* _Exercise instructions_
Make an exact copy of all the records.

* _Excerpted data_
--- START ---
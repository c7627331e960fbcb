//! # Event subscribers.
//!
//! ```text
//! Supervisor ── publish(Event) ──► Bus ──► listener ──► SubscriberSet
//!                                                           │
//!                                              ┌────────────┼──────────┐
//!                                              ▼            ▼          ▼
//!                                          LogWriter     Custom       ...
//! ```
//!
//! - [`Subscribe`] the extension trait
//! - [`SubscriberSet`] per-subscriber queues and workers
//! - [`LogWriter`] renders events through `tracing`

mod log;
mod set;
mod subscribe;

pub use log::LogWriter;
pub use set::SubscriberSet;
pub use subscribe::Subscribe;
--- END ---
* _Result below_
repository c7627331e960fbcb
//! # Event subscribers.
//!
//! ```text
//! Supervisor ── publish(Event) ──► Bus ──► listener ──► SubscriberSet
//!                                                           │
//!                                              ┌────────────┼──────────┐
//!                                              ▼            ▼          ▼
//!                                          LogWriter     Custom       ...
//! ```
//!
//! - [`Subscribe`] the extension trait
//! - [`SubscriberSet`] per-subscriber queues and workers
//! - [`LogWriter`] renders events through `tracing`

mod log;
mod set;
mod subscribe;

pub use log::LogWriter;
pub use set::SubscriberSet;
pub use subscribe::Subscribe;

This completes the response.